# Pics of my 20 gauge!!!!!!!



## lswoody (Feb 22, 2011)

As promised, here are some pics.


----------



## Jim (Mar 2, 2011)

Love it! That would make a killer rabbit gun for me to use in Maine.


----------



## lswoody (Mar 4, 2011)

Thanks Jim. I'll be using it to take out all kinds of critters.


----------



## perchin (Mar 5, 2011)

OH wow... that's the best $40 ever spent!!!

I'm not even jealous :---) 

I would love to get ahold of that thing... and re-do the wood, and give it a new blueing....very nice sir.


----------



## Specknreds (Mar 5, 2011)

The H&R 20 gauge was my first gun given to me by my dad. I still have mine.


----------



## bulldog (Mar 5, 2011)

My firsy real gun was a Remington pump 20 guage women/youth model. I have shot probably 5000 rounds through it in the last 20 years. I got it for x mas when i was 8. My brother got the same one but traded it off on a larger rifle but I dont think I will ever get rid of mine. I will give it to my son one day. 

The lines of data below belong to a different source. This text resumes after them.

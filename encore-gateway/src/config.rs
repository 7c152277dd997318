//! Gateway configuration.
//!
//! `GatewayConfig` gathers the core sections (backend, transport, pool,
//! throttle, token) with the gateway's own cache, playback and janitor
//! settings. Everything except the backend location and credentials has a
//! default.

use std::time::Duration;

use encore_cache::NamespaceConfig;
use encore_core::{
    BackendConfig, ConfigError, PoolConfig, ThrottleConfig, TokenConfig, TransportConfig,
};

use crate::constants::{
    DEFAULT_FIND_CACHE_ENTRIES, DEFAULT_FIND_CACHE_TTL_SECS, DEFAULT_JANITOR_INTERVAL_SECS,
    DEFAULT_RECORD_CACHE_ENTRIES, DEFAULT_RECORD_CACHE_TTL_SECS, DEFAULT_STREAM_LAYOUT,
    DEFAULT_STREAM_LINK_ENTRIES, DEFAULT_STREAM_LINK_TTL_SECS,
};

fn env_or<T: std::str::FromStr>(key: &str, default: T) -> T {
    std::env::var(key)
        .ok()
        .and_then(|s| s.trim().parse().ok())
        .unwrap_or(default)
}

// ============================================================================
// CACHE
// ============================================================================

/// Namespaces used by the record gateway.
#[derive(Debug, Clone, PartialEq, Eq)]
pub struct CacheConfig {
    /// Records read by id.
    pub records: NamespaceConfig,
    /// Opt-in cached find results.
    pub finds: NamespaceConfig,
}

impl Default for CacheConfig {
    fn default() -> Self {
        Self {
            records: NamespaceConfig::new(
                DEFAULT_RECORD_CACHE_ENTRIES,
                Duration::from_secs(DEFAULT_RECORD_CACHE_TTL_SECS),
            ),
            finds: NamespaceConfig::new(
                DEFAULT_FIND_CACHE_ENTRIES,
                Duration::from_secs(DEFAULT_FIND_CACHE_TTL_SECS),
            ),
        }
    }
}

impl CacheConfig {
    /// # Environment Variables
    /// - `ENCORE_CACHE_RECORD_ENTRIES` (default: 5000)
    /// - `ENCORE_CACHE_RECORD_TTL_SECS` (default: 60)
    /// - `ENCORE_CACHE_FIND_ENTRIES` (default: 1000)
    /// - `ENCORE_CACHE_FIND_TTL_SECS` (default: 15)
    pub fn from_env() -> Self {
        Self {
            records: NamespaceConfig::new(
                env_or("ENCORE_CACHE_RECORD_ENTRIES", DEFAULT_RECORD_CACHE_ENTRIES),
                Duration::from_secs(env_or(
                    "ENCORE_CACHE_RECORD_TTL_SECS",
                    DEFAULT_RECORD_CACHE_TTL_SECS,
                )),
            ),
            finds: NamespaceConfig::new(
                env_or("ENCORE_CACHE_FIND_ENTRIES", DEFAULT_FIND_CACHE_ENTRIES),
                Duration::from_secs(env_or("ENCORE_CACHE_FIND_TTL_SECS", DEFAULT_FIND_CACHE_TTL_SECS)),
            ),
        }
    }

    pub fn validate(&self) -> Result<(), ConfigError> {
        for (field, ns) in [("records", &self.records), ("finds", &self.finds)] {
            if ns.max_entries == 0 {
                return Err(ConfigError::InvalidValue {
                    field: format!("cache.{}.max_entries", field),
                    value: "0".to_string(),
                    reason: "must be at least 1".to_string(),
                });
            }
        }
        Ok(())
    }
}

// ============================================================================
// PLAYBACK
// ============================================================================

/// Playback accumulator settings.
#[derive(Debug, Clone, PartialEq, Eq)]
pub struct PlaybackConfig {
    /// Backend layout holding stream records.
    pub stream_layout: String,
    /// Sliding TTL of a (session, item) link.
    pub link_ttl: Duration,
    pub link_capacity: usize,
}

impl Default for PlaybackConfig {
    fn default() -> Self {
        Self {
            stream_layout: DEFAULT_STREAM_LAYOUT.to_string(),
            link_ttl: Duration::from_secs(DEFAULT_STREAM_LINK_TTL_SECS),
            link_capacity: DEFAULT_STREAM_LINK_ENTRIES,
        }
    }
}

impl PlaybackConfig {
    /// # Environment Variables
    /// - `ENCORE_STREAM_LAYOUT` (default: StreamEvents)
    /// - `ENCORE_STREAM_LINK_TTL_SECS` (default: 1800)
    /// - `ENCORE_STREAM_LINK_CAPACITY` (default: 10000)
    pub fn from_env() -> Self {
        let defaults = Self::default();
        Self {
            stream_layout: std::env::var("ENCORE_STREAM_LAYOUT")
                .ok()
                .filter(|s| !s.trim().is_empty())
                .unwrap_or(defaults.stream_layout),
            link_ttl: Duration::from_secs(env_or(
                "ENCORE_STREAM_LINK_TTL_SECS",
                DEFAULT_STREAM_LINK_TTL_SECS,
            )),
            link_capacity: env_or("ENCORE_STREAM_LINK_CAPACITY", defaults.link_capacity),
        }
    }

    pub fn with_layout(mut self, layout: impl Into<String>) -> Self {
        self.stream_layout = layout.into();
        self
    }

    pub fn with_link_ttl(mut self, ttl: Duration) -> Self {
        self.link_ttl = ttl;
        self
    }

    /// Namespace policy for the link cache.
    pub fn link_namespace(&self) -> NamespaceConfig {
        NamespaceConfig::new(self.link_capacity, self.link_ttl).sliding()
    }

    pub fn validate(&self) -> Result<(), ConfigError> {
        if self.stream_layout.trim().is_empty() {
            return Err(ConfigError::MissingRequired {
                field: "ENCORE_STREAM_LAYOUT".to_string(),
            });
        }
        if self.link_ttl.is_zero() || self.link_capacity == 0 {
            return Err(ConfigError::InvalidValue {
                field: "ENCORE_STREAM_LINK_TTL_SECS".to_string(),
                value: format!("{}s x {}", self.link_ttl.as_secs(), self.link_capacity),
                reason: "link TTL and capacity must be non-zero".to_string(),
            });
        }
        Ok(())
    }
}

// ============================================================================
// JANITOR
// ============================================================================

/// Background expired-entry sweep.
#[derive(Debug, Clone, PartialEq, Eq)]
pub struct JanitorConfig {
    pub interval: Duration,
    pub enabled: bool,
}

impl Default for JanitorConfig {
    fn default() -> Self {
        Self {
            interval: Duration::from_secs(DEFAULT_JANITOR_INTERVAL_SECS),
            enabled: true,
        }
    }
}

impl JanitorConfig {
    /// # Environment Variables
    /// - `ENCORE_JANITOR_INTERVAL_SECS` (default: 60)
    /// - `ENCORE_JANITOR_ENABLED` (default: true)
    pub fn from_env() -> Self {
        Self {
            interval: Duration::from_secs(env_or(
                "ENCORE_JANITOR_INTERVAL_SECS",
                DEFAULT_JANITOR_INTERVAL_SECS,
            )),
            enabled: std::env::var("ENCORE_JANITOR_ENABLED")
                .map(|s| s.to_lowercase() != "false" && s != "0")
                .unwrap_or(true),
        }
    }

    /// Short interval for development and tests.
    pub fn development() -> Self {
        Self {
            interval: Duration::from_secs(5),
            enabled: true,
        }
    }

    pub fn disabled() -> Self {
        Self {
            enabled: false,
            ..Self::default()
        }
    }
}

// ============================================================================
// AGGREGATE
// ============================================================================

/// Full gateway configuration.
#[derive(Debug, Clone)]
pub struct GatewayConfig {
    pub backend: BackendConfig,
    pub transport: TransportConfig,
    pub pool: PoolConfig,
    pub throttle: ThrottleConfig,
    pub token: TokenConfig,
    pub cache: CacheConfig,
    pub playback: PlaybackConfig,
    pub janitor: JanitorConfig,
}

impl GatewayConfig {
    /// Defaults for everything but the backend.
    pub fn new(backend: BackendConfig) -> Self {
        Self {
            backend,
            transport: TransportConfig::default(),
            pool: PoolConfig::default(),
            throttle: ThrottleConfig::default(),
            token: TokenConfig::default(),
            cache: CacheConfig::default(),
            playback: PlaybackConfig::default(),
            janitor: JanitorConfig::default(),
        }
    }

    /// Load every section from `ENCORE_*` variables and validate.
    pub fn from_env() -> Result<Self, ConfigError> {
        let config = Self {
            backend: BackendConfig::from_env()?,
            transport: TransportConfig::from_env()?,
            pool: PoolConfig::from_env()?,
            throttle: ThrottleConfig::from_env()?,
            token: TokenConfig::from_env()?,
            cache: CacheConfig::from_env(),
            playback: PlaybackConfig::from_env(),
            janitor: JanitorConfig::from_env(),
        };
        config.validate()?;
        Ok(config)
    }

    pub fn validate(&self) -> Result<(), ConfigError> {
        self.backend.validate()?;
        self.transport.validate()?;
        self.pool.validate()?;
        self.throttle.validate()?;
        self.token.validate()?;
        self.cache.validate()?;
        self.playback.validate()?;
        Ok(())
    }

    pub fn with_transport(mut self, transport: TransportConfig) -> Self {
        self.transport = transport;
        self
    }

    pub fn with_throttle(mut self, throttle: ThrottleConfig) -> Self {
        self.throttle = throttle;
        self
    }

    pub fn with_token(mut self, token: TokenConfig) -> Self {
        self.token = token;
        self
    }

    pub fn with_playback(mut self, playback: PlaybackConfig) -> Self {
        self.playback = playback;
        self
    }

    pub fn with_janitor(mut self, janitor: JanitorConfig) -> Self {
        self.janitor = janitor;
        self
    }
}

That is a great gun you have there. Congrats!


----------



## lswoody (Mar 7, 2011)

Thanks guys!!!!


----------



## fish2keel (May 3, 2011)

That is a great gun! I still have the one I got 10 years ago. Shot many of squrriels with that sucker! Great gun


----------



## p-hopper2680 (Jun 6, 2011)

is that a n.e. firearms? i have the same one in 410, great little cheap shooter.


----------



## waterfowler95 (Jun 29, 2011)

i have this gun! i love it!


----------



## lswoody (Jul 4, 2011)

p-hopper2680 said:


> is that a n.e. firearms? i have the same one in 410, great little cheap shooter.




Yes it is. Thanks!!!


----------